I will get some GFO to try and get the PO4 out. I pretty much have to order everything online though.

sponger0
06/27/2012, 07:34 AM
Lights are not primary when it comes to SPS. Your water husbandry should be.

And from your post about phosphates, Im assuming you dont have an accurate test but what you are saying. Sounds like an API test kit, which isnt accurate by any means when it comes to SPS, which IMO is very important, if not one of the most important things when it comes to SPS.

SneakyPete
06/27/2012, 09:13 AM
Lights are not primary when it comes to SPS. Your water husbandry should be.

And from your post about phosphates, Im assuming you dont have an accurate test but what you are saying. Sounds like an API test kit, which isnt accurate by any means when it comes to SPS, which IMO is very important, if not one of the most important things when it comes to SPS.

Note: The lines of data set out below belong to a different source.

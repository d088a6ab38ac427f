//! In-memory components for tests and benchmarks.
//!
//! [`MockCore`] hands out [`MockComponent`]s registered by name. Every call
//! that changes component state is appended to a journal shared by all
//! components of the core, so tests can assert on cross-component ordering.
//!
//! Output ports hold a fragment queue: [`MockComponent::push_fragment`]
//! feeds it and [`IlComponent::acquire_buffer`] blocks on it the way a
//! bounded queue blocks its consumer.
//!
//! ```rust
//! use omxcamsrc::il::mock::MockCore;
//! use omxcamsrc::il::{IlComponent, IlCore, PortDirection};
//!
//! let core = MockCore::new();
//! core.add_component("OMX.test.camera", &[(0, PortDirection::Input), (1, PortDirection::Output)]);
//! let camera = core.create_component("core", "OMX.test.camera", None).unwrap();
//! camera.add_all_ports().unwrap();
//! assert!(camera.has_port(1));
//! ```

use super::types::{
    Acquire, ColorFormat, ComponentState, CompressionFormat, Config, ConfigKey, IlBuffer, Param,
    ParamKey, PortDefinition, PortDirection, PortRange, VideoPortFormat,
};
use super::{IlComponent, IlCore, IlError, IlResult};
use crate::config::MirrorMode;
use std::collections::{HashMap, VecDeque};
use std::sync::{Arc, Condvar, Mutex, MutexGuard, PoisonError};
use std::time::{Duration, Instant};

/// An operation recorded by a mock component.
#[derive(Debug, Clone, PartialEq)]
pub enum MockAction {
    /// Component handed out by the core.
    Created,
    /// Ports discovered.
    PortsAdded,
    /// State transition requested.
    SetState(ComponentState),
    /// Port enabled or disabled.
    PortEnabled {
        /// Port index.
        port: u32,
        /// New value.
        enabled: bool,
    },
    /// Port flushing toggled.
    PortFlushing {
        /// Port index.
        port: u32,
        /// New value.
        flushing: bool,
    },
    /// Buffers allocated.
    Allocated(u32),
    /// Buffers freed.
    Deallocated(u32),
    /// Buffers handed to the component.
    Populated(u32),
    /// Reconfiguration flag cleared.
    Reconfigured(u32),
    /// Buffer returned.
    Released {
        /// Port index.
        port: u32,
        /// Buffer id.
        id: u32,
    },
    /// Parameter written.
    SetParameter(Param),
    /// Config written.
    SetConfig(Config),
    /// Tunnel established.
    Tunnel {
        /// Output port on this component.
        out_port: u32,
        /// Destination component.
        dest: String,
        /// Destination port.
        dest_port: u32,
    },
}

/// One journal entry.
#[derive(Debug, Clone, PartialEq)]
pub struct MockEvent {
    /// Name of the component that recorded the action.
    pub component: String,
    /// The action.
    pub action: MockAction,
}

/// Operations that can be made to fail.
#[derive(Debug, Clone, Copy, PartialEq, Eq, Hash)]
pub enum MockOp {
    /// [`IlComponent::add_all_ports`].
    AddPorts,
    /// [`IlComponent::set_state`].
    SetState,
    /// [`IlComponent::set_port_enabled`] and [`IlComponent::set_all_ports_enabled`].
    EnablePort,
    /// [`IlComponent::set_port_flushing`].
    Flush,
    /// [`IlComponent::allocate_buffers`].
    Allocate,
    /// [`IlComponent::deallocate_buffers`].
    Deallocate,
    /// [`IlComponent::populate_port`].
    Populate,
    /// [`IlComponent::release_buffer`].
    Release,
    /// [`IlComponent::get_parameter`].
    GetParameter,
    /// [`IlComponent::set_parameter`].
    SetParameter,
    /// [`IlComponent::get_config`].
    GetConfig,
    /// [`IlComponent::set_config`].
    SetConfig,
    /// [`IlComponent::setup_tunnel`].
    Tunnel,
}

type Journal = Arc<Mutex<Vec<MockEvent>>>;

fn lock<T>(mutex: &Mutex<T>) -> MutexGuard<'_, T> {
    mutex.lock().unwrap_or_else(PoisonError::into_inner)
}

// ============================================================================
// MockCore
// ============================================================================

/// Registry of mock components.
#[derive(Default)]
pub struct MockCore {
    components: Mutex<HashMap<String, Arc<MockComponent>>>,
    journal: Journal,
}

impl MockCore {
    /// Create an empty core.
    pub fn new() -> Self {
        Self::default()
    }

    /// Register a component with the given ports.
    pub fn add_component(&self, name: &str, ports: &[(u32, PortDirection)]) -> Arc<MockComponent> {
        let component = Arc::new(MockComponent::new(name, ports, Arc::clone(&self.journal)));
        lock(&self.components).insert(name.to_string(), Arc::clone(&component));
        component
    }

    /// Look up a registered component.
    pub fn component(&self, name: &str) -> Option<Arc<MockComponent>> {
        lock(&self.components).get(name).cloned()
    }

    /// Snapshot of the journal.
    pub fn journal(&self) -> Vec<MockEvent> {
        lock(&self.journal).clone()
    }

    /// Journal actions recorded by `component`.
    pub fn actions_of(&self, component: &str) -> Vec<MockAction> {
        lock(&self.journal)
            .iter()
            .filter(|e| e.component == component)
            .map(|e| e.action.clone())
            .collect()
    }

    /// Empty the journal.
    pub fn clear_journal(&self) {
        lock(&self.journal).clear();
    }
}

impl IlCore for MockCore {
    fn create_component(
        &self,
        _core_name: &str,
        component_name: &str,
        _role: Option<&str>,
    ) -> IlResult<Arc<dyn IlComponent>> {
        let component = self
            .component(component_name)
            .ok_or_else(|| IlError::ComponentNotFound(component_name.to_string()))?;
        component.record(MockAction::Created);
        Ok(component)
    }
}

// ============================================================================
// MockComponent
// ============================================================================

struct MockPort {
    definition: PortDefinition,
    flushing: bool,
    allocated: bool,
    populated: bool,
    reconfigure: bool,
    eos: bool,
    error: bool,
    queue: VecDeque<IlBuffer>,
    released: Vec<u32>,
    formats: Vec<VideoPortFormat>,
    probe_error: Option<IlError>,
    forced_slice_height: Option<u32>,
}

impl MockPort {
    fn new(index: u32, direction: PortDirection) -> Self {
        Self {
            definition: PortDefinition::new(index, direction),
            flushing: false,
            allocated: false,
            populated: false,
            reconfigure: false,
            eos: false,
            error: false,
            queue: VecDeque::new(),
            released: Vec::new(),
            formats: Vec::new(),
            probe_error: None,
            forced_slice_height: None,
        }
    }
}

struct MockState {
    state: ComponentState,
    stalled: bool,
    ports_added: bool,
    ports: HashMap<u32, MockPort>,
    params: HashMap<ParamKey, Param>,
    configs: HashMap<ConfigKey, Config>,
    failures: HashMap<MockOp, IlError>,
}

/// An in-memory component.
pub struct MockComponent {
    name: String,
    inner: Mutex<MockState>,
    changed: Condvar,
    journal: Journal,
}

It is indeed the API test. I didn't plan on having SPS coral at all, I just kinda ended up with it, if you know what I mean. I don't really plan on getting more either.

sponger0
06/27/2012, 09:22 AM
Well if you plan on keeping them, I would recommend getting a Hanna Phos Checker. 0-.25 is too wide of a range when determining phos in a tank with SPS. And if you lower your phos too low, it can stress the corals out. But with an API kit, you would never be able to tell how low they are going.

SneakyPete
06/27/2012, 09:37 AM
Seeing as how I plan on at some time having a 125G tank, I will pick up one of those Hanna Phos Checkers. What should the phosphate levels read (I was under the apparently wrong assumption that you wanted 0).

Psirex
06/27/2012, 09:40 AM
Seeing as how I plan on at some time having a 125G tank, I will pick up one of those Hanna Phos Checkers. What should the phosphate levels read (I was under the apparently wrong assumption that you wanted 0).

zero is ideal but anything less than .05 is workable imho...

sponger0
06/27/2012, 09:42 AM
Phosphates actually assist in the growth of SPS coral but too much can cause SPS not to do well. My SPS dom tank read 0 at all times. I do have small areas of hair algae, but nothing bothersome or that my starry blenny wont wind up chewing on.

They should be no higher than .04-.06 Thats a good range. I even overfeed and stil lcant read phosphates. Ever.

SneakyPete
06/27/2012, 09:43 AM
Going back to the lighting question, do you think i should replace 2 of the blue+ with acentics?

sponger0
06/27/2012, 09:44 AM
Blue + is actinic, only better

SneakyPete
06/27/2012, 09:57 AM
Thanks for your help guys! Hopefully I'll be able to get this turned around before things become a disaster.